Problem description:
Reproduce the listing below without any change.
[[ Task material, beginning ]]
#[cfg(test)]
mod tests {
    use bio::bio_types::strand::Strand;

    use super::*;
    use crate::hit::HitRecord;
    use crate::sequence::InMemoryGenome;

    fn create_test_hit(contig: &str, part: usize, start: i64, end: i64, residues: &str) -> Hit {
        Hit::from_record(HitRecord {
            part,
            contig: contig.to_string(),
            target_start: start,
            target_end: end,
            query_start: 1,
            query_end: residues.len(),
            query_length: residues.len(),
            score: 30,
            aligned_query: residues.to_string(),
            aligned_target: residues.to_string(),
        })
        .unwrap()
    }

    #[test]
    fn test_zero_timeout_expires_immediately() {
        let deadline = Deadline::start(Some(0));
        assert!(matches!(
            deadline.check("t1"),
            Err(ChainError::Timeout { seconds: 0, .. })
        ));
        assert!(Deadline::start(None).check("t1").is_ok());
        assert!(Deadline::start(Some(u64::MAX)).check("t1").is_ok());
    }

    #[test]
    fn test_coding_exons_merge_adjacent_hits() {
        let sequence = vec![b'A'; 200];
        let contig = OrientedContig::new("chr1", &sequence, Strand::Forward);
        let mut first = create_test_hit("chr1", 0, 11, 19, "WWW");
        first.add_note("a");
        let mut second = create_test_hit("chr1", 0, 20, 25, "WW");
        second.add_note("b");
        let third = create_test_hit("chr1", 1, 101, 106, "WW");

        let exons = coding_exons(&contig, &[first, second, third]);
        assert_eq!(exons.len(), 2);
        assert_eq!((exons[0].start, exons[0].end), (11, 25));
        assert_eq!(exons[0].notes, vec!["a".to_string(), "b".to_string()]);
        assert_eq!(exons[0].phase, 0);
        // 15 coding bases before the second exon
        assert_eq!(exons[1].phase, 0);
        assert_eq!(exons[1].part, 1);
    }

    #[test]
    fn test_coding_exon_phase_on_reverse_strand() {
        let sequence = vec![b'A'; 100];
        let contig = OrientedContig::new("chr1", &sequence, Strand::Reverse);
        let hits = vec![
            create_test_hit("chr1", 0, 96, 79, "WWWWWW"),
            create_test_hit("chr1", 1, 31, 20, "WWWW"),
        ];
        let exons = coding_exons(&contig, &hits);
        assert_eq!((exons[0].start, exons[0].end), (79, 96));
        assert_eq!((exons[1].start, exons[1].end), (20, 31));
        assert_eq!(exons[1].phase, 0);
        assert_eq!(exons[0].strand, Strand::Reverse);
    }

    #[test]
    fn test_quality_metrics() {
        let aligner = SubstitutionAligner::default();
        let metrics = quality_metrics(&aligner, b"MKWF*", b"MKWY*");
        assert!((metrics.identity - 0.8).abs() < 1e-9);
        assert!((metrics.positives - 1.0).abs() < 1e-9);
        assert!(metrics.start && metrics.stop);
    }

    #[test]
    fn test_invalid_config_is_rejected() {
        let config = PredictorConfig {
            region_threshold: -0.1,
            ..Default::default()
        };
        assert!(TranscriptPredictor::new(InMemoryGenome::new(), config).is_err());
    }

    #[test]
    fn test_unknown_contig_is_skipped() {
        let predictor =
            TranscriptPredictor::new(InMemoryGenome::new(), PredictorConfig::default()).unwrap();
        let transcript = Transcript::new("t1", vec![crate::hit::Part::new("e1", "WWW")]).unwrap();
        let hits =
            HitCollection::from_hits(1, [create_test_hit("chrX", 0, 1, 9, "WWW")]).unwrap();
        let result = predictor.predict(&transcript, &hits).unwrap();
        assert!(result.predictions.is_empty());
        assert_eq!(result.stats.tested_strands, 0);
        assert_eq!(result.stats.best_coarse_score, None);
    }

    #[test]
    fn test_region_on_unknown_contig_is_an_error() {
        let predictor =
            TranscriptPredictor::new(InMemoryGenome::new(), PredictorConfig::default()).unwrap();
        let transcript = Transcript::new("t1", vec![crate::hit::Part::new("e1", "WWW")]).unwrap();
        let hits =
            HitCollection::from_hits(1, [create_test_hit("chrX", 0, 1, 9, "WWW")]).unwrap();
        let result = predictor.predict_within(&transcript, &hits, &TargetRegion::contig("chrX"));
        assert!(matches!(result, Err(ChainError::UnknownContig(ref id)) if id == "chrX"));
    }

    #[test]
    fn test_part_count_mismatch() {
        let predictor =
            TranscriptPredictor::new(InMemoryGenome::new(), PredictorConfig::default()).unwrap();
        let transcript = Transcript::new("t1", vec![crate::hit::Part::new("e1", "WWW")]).unwrap();
        assert!(matches!(
            predictor.predict(&transcript, &HitCollection::new(2)),
            Err(ChainError::InvalidTranscript(_))
        ));
    }
}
[[ Task material, end ]]
Response to the task:
#[cfg(test)]
mod tests {
    use bio::bio_types::strand::Strand;

    use super::*;
    use crate::hit::HitRecord;
    use crate::sequence::InMemoryGenome;

    fn create_test_hit(contig: &str, part: usize, start: i64, end: i64, residues: &str) -> Hit {
        Hit::from_record(HitRecord {
            part,
            contig: contig.to_string(),
            target_start: start,
            target_end: end,
            query_start: 1,
            query_end: residues.len(),
            query_length: residues.len(),
            score: 30,
            aligned_query: residues.to_string(),
            aligned_target: residues.to_string(),
        })
        .unwrap()
    }

    #[test]
    fn test_zero_timeout_expires_immediately() {
        let deadline = Deadline::start(Some(0));
        assert!(matches!(
            deadline.check("t1"),
            Err(ChainError::Timeout { seconds: 0, .. })
        ));
        assert!(Deadline::start(None).check("t1").is_ok());
        assert!(Deadline::start(Some(u64::MAX)).check("t1").is_ok());
    }

    #[test]
    fn test_coding_exons_merge_adjacent_hits() {
        let sequence = vec![b'A'; 200];
        let contig = OrientedContig::new("chr1", &sequence, Strand::Forward);
        let mut first = create_test_hit("chr1", 0, 11, 19, "WWW");
        first.add_note("a");
        let mut second = create_test_hit("chr1", 0, 20, 25, "WW");
        second.add_note("b");
        let third = create_test_hit("chr1", 1, 101, 106, "WW");

        let exons = coding_exons(&contig, &[first, second, third]);
        assert_eq!(exons.len(), 2);
        assert_eq!((exons[0].start, exons[0].end), (11, 25));
        assert_eq!(exons[0].notes, vec!["a".to_string(), "b".to_string()]);
        assert_eq!(exons[0].phase, 0);
        // 15 coding bases before the second exon
        assert_eq!(exons[1].phase, 0);
        assert_eq!(exons[1].part, 1);
    }

    #[test]
    fn test_coding_exon_phase_on_reverse_strand() {
        let sequence = vec![b'A'; 100];
        let contig = OrientedContig::new("chr1", &sequence, Strand::Reverse);
        let hits = vec![
            create_test_hit("chr1", 0, 96, 79, "WWWWWW"),
            create_test_hit("chr1", 1, 31, 20, "WWWW"),
        ];
        let exons = coding_exons(&contig, &hits);
        assert_eq!((exons[0].start, exons[0].end), (79, 96));
        assert_eq!((exons[1].start, exons[1].end), (20, 31));
        assert_eq!(exons[1].phase, 0);
        assert_eq!(exons[0].strand, Strand::Reverse);
    }

    #[test]
    fn test_quality_metrics() {
        let aligner = SubstitutionAligner::default();
        let metrics = quality_metrics(&aligner, b"MKWF*", b"MKWY*");
        assert!((metrics.identity - 0.8).abs() < 1e-9);
        assert!((metrics.positives - 1.0).abs() < 1e-9);
        assert!(metrics.start && metrics.stop);
    }

    #[test]
    fn test_invalid_config_is_rejected() {
        let config = PredictorConfig {
            region_threshold: -0.1,
            ..Default::default()
        };
        assert!(TranscriptPredictor::new(InMemoryGenome::new(), config).is_err());
    }

    #[test]
    fn test_unknown_contig_is_skipped() {
        let predictor =
            TranscriptPredictor::new(InMemoryGenome::new(), PredictorConfig::default()).unwrap();
        let transcript = Transcript::new("t1", vec![crate::hit::Part::new("e1", "WWW")]).unwrap();
        let hits =
            HitCollection::from_hits(1, [create_test_hit("chrX", 0, 1, 9, "WWW")]).unwrap();
        let result = predictor.predict(&transcript, &hits).unwrap();
        assert!(result.predictions.is_empty());
        assert_eq!(result.stats.tested_strands, 0);
        assert_eq!(result.stats.best_coarse_score, None);
    }

    #[test]
    fn test_region_on_unknown_contig_is_an_error() {
        let predictor =
            TranscriptPredictor::new(InMemoryGenome::new(), PredictorConfig::default()).unwrap();
        let transcript = Transcript::new("t1", vec![crate::hit::Part::new("e1", "WWW")]).unwrap();
        let hits =
            HitCollection::from_hits(1, [create_test_hit("chrX", 0, 1, 9, "WWW")]).unwrap();
        let result = predictor.predict_within(&transcript, &hits, &TargetRegion::contig("chrX"));
        assert!(matches!(result, Err(ChainError::UnknownContig(ref id)) if id == "chrX"));
    }

    #[test]
    fn test_part_count_mismatch() {
        let predictor =
            TranscriptPredictor::new(InMemoryGenome::new(), PredictorConfig::default()).unwrap();
        let transcript = Transcript::new("t1", vec![crate::hit::Part::new("e1", "WWW")]).unwrap();
        assert!(matches!(
            predictor.predict(&transcript, &HitCollection::new(2)),
            Err(ChainError::InvalidTranscript(_))
        ));
    }
}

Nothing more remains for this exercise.